Extracted data entries
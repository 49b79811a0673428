//! Error types for the translator.
//!
//! `TranspileError` carries a 1-based source line number and renders as
//! `"Line N: <message>"`, matching the fixed wire format the CLI writes to
//! stderr. `CliError` wraps it alongside the other failure categories so
//! `main` can map each to its exit code without string-sniffing.

use std::fmt;
use std::path::PathBuf;

/// An error raised while scanning or classifying a single source line.
///
/// The three variants correspond to the taxonomy used throughout the
/// translator's design: lexical issues (tabs, bad indentation), structural
/// issues (indent-stack mismatches), and syntactic issues (malformed
/// statements). All three render identically; the split exists so callers
/// can match on error category without parsing the message text.
#[derive(Debug, Clone, PartialEq, Eq)]
pub enum TranspileError {
    Lexical { line: usize, message: String },
    Structural { line: usize, message: String },
    Syntactic { line: usize, message: String },
}

impl TranspileError {
    pub fn lexical(line: usize, message: impl Into<String>) -> Self {
        TranspileError::Lexical {
            line,
            message: message.into(),
        }
    }

    pub fn structural(line: usize, message: impl Into<String>) -> Self {
        TranspileError::Structural {
            line,
            message: message.into(),
        }
    }

    pub fn syntactic(line: usize, message: impl Into<String>) -> Self {
        TranspileError::Syntactic {
            line,
            message: message.into(),
        }
    }

    pub fn line(&self) -> usize {
        match self {
            TranspileError::Lexical { line, .. }
            | TranspileError::Structural { line, .. }
            | TranspileError::Syntactic { line, .. } => *line,
        }
    }

    fn message(&self) -> &str {
        match self {
            TranspileError::Lexical { message, .. }
            | TranspileError::Structural { message, .. }
            | TranspileError::Syntactic { message, .. } => message,
        }
    }
}

impl fmt::Display for TranspileError {
    fn fmt(&self, f: &mut fmt::Formatter<'_>) -> fmt::Result {
        write!(f, "Line {}: {}", self.line(), self.message())
    }
}

impl std::error::Error for TranspileError {}

/// Top-level failure categories, each mapped to a distinct process exit code
/// by the CLI driver (see `main.rs`).
#[derive(Debug)]
pub enum CliError {
    /// Bad CLI arguments or an input file that couldn't be found. Exit 1.
    Arg(String),
    /// Input file not found. Exit 1.
    InputNotFound(PathBuf),
    /// A source parse/transpile error. Exit 2.
    Parse(TranspileError),
    /// Output couldn't be written, or the downstream compiler failed to run
    /// or exited non-zero. Exit 3 (the compile-failure contract from the
    /// spec); I/O failures that precede a downstream compile are also
    /// surfaced here since they block the same step.
    Compile(String),
}

impl CliError {
    /// Exit code contract: 1 = argument/input error, 2 = parse error,
    /// 3 = downstream compile failure.
    pub fn exit_code(&self) -> i32 {
        match self {
            CliError::Arg(_) | CliError::InputNotFound(_) => 1,
            CliError::Parse(_) => 2,
            CliError::Compile(_) => 3,
        }
    }
}

impl fmt::Display for CliError {
    fn fmt(&self, f: &mut fmt::Formatter<'_>) -> fmt::Result {
        match self {
            CliError::Arg(msg) => write!(f, "{}", msg),
            CliError::InputNotFound(_) => write!(f, "Input file not found."),
            CliError::Parse(err) => write!(f, "{}", err),
            CliError::Compile(msg) => write!(f, "{}", msg),
        }
    }
}

impl std::error::Error for CliError {}

impl From<TranspileError> for CliError {
    fn from(err: TranspileError) -> Self {
        CliError::Parse(err)
    }
}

What is needed: Give the entries again exactly, every one.

Solved exercise:
repository 49b79811a0673428
//! Error types for the translator.
//!
//! `TranspileError` carries a 1-based source line number and renders as
//! `"Line N: <message>"`, matching the fixed wire format the CLI writes to
//! stderr. `CliError` wraps it alongside the other failure categories so
//! `main` can map each to its exit code without string-sniffing.

use std::fmt;
use std::path::PathBuf;

/// An error raised while scanning or classifying a single source line.
///
/// The three variants correspond to the taxonomy used throughout the
/// translator's design: lexical issues (tabs, bad indentation), structural
/// issues (indent-stack mismatches), and syntactic issues (malformed
/// statements). All three render identically; the split exists so callers
/// can match on error category without parsing the message text.
#[derive(Debug, Clone, PartialEq, Eq)]
pub enum TranspileError {
    Lexical { line: usize, message: String },
    Structural { line: usize, message: String },
    Syntactic { line: usize, message: String },
}

impl TranspileError {
    pub fn lexical(line: usize, message: impl Into<String>) -> Self {
        TranspileError::Lexical {
            line,
            message: message.into(),
        }
    }

    pub fn structural(line: usize, message: impl Into<String>) -> Self {
        TranspileError::Structural {
            line,
            message: message.into(),
        }
    }

    pub fn syntactic(line: usize, message: impl Into<String>) -> Self {
        TranspileError::Syntactic {
            line,
            message: message.into(),
        }
    }

    pub fn line(&self) -> usize {
        match self {
            TranspileError::Lexical { line, .. }
            | TranspileError::Structural { line, .. }
            | TranspileError::Syntactic { line, .. } => *line,
        }
    }

    fn message(&self) -> &str {
        match self {
            TranspileError::Lexical { message, .. }
            | TranspileError::Structural { message, .. }
            | TranspileError::Syntactic { message, .. } => message,
        }
    }
}

impl fmt::Display for TranspileError {
    fn fmt(&self, f: &mut fmt::Formatter<'_>) -> fmt::Result {
        write!(f, "Line {}: {}", self.line(), self.message())
    }
}

impl std::error::Error for TranspileError {}

/// Top-level failure categories, each mapped to a distinct process exit code
/// by the CLI driver (see `main.rs`).
#[derive(Debug)]
pub enum CliError {
    /// Bad CLI arguments or an input file that couldn't be found. Exit 1.
    Arg(String),
    /// Input file not found. Exit 1.
    InputNotFound(PathBuf),
    /// A source parse/transpile error. Exit 2.
    Parse(TranspileError),
    /// Output couldn't be written, or the downstream compiler failed to run
    /// or exited non-zero. Exit 3 (the compile-failure contract from the
    /// spec); I/O failures that precede a downstream compile are also
    /// surfaced here since they block the same step.
    Compile(String),
}

impl CliError {
    /// Exit code contract: 1 = argument/input error, 2 = parse error,
    /// 3 = downstream compile failure.
    pub fn exit_code(&self) -> i32 {
        match self {
            CliError::Arg(_) | CliError::InputNotFound(_) => 1,
            CliError::Parse(_) => 2,
            CliError::Compile(_) => 3,
        }
    }
}

impl fmt::Display for CliError {
    fn fmt(&self, f: &mut fmt::Formatter<'_>) -> fmt::Result {
        match self {
            CliError::Arg(msg) => write!(f, "{}", msg),
            CliError::InputNotFound(_) => write!(f, "Input file not found."),
            CliError::Parse(err) => write!(f, "{}", err),
            CliError::Compile(msg) => write!(f, "{}", msg),
        }
    }
}

impl std::error::Error for CliError {}

impl From<TranspileError> for CliError {
    fn from(err: TranspileError) -> Self {
        CliError::Parse(err)
    }
}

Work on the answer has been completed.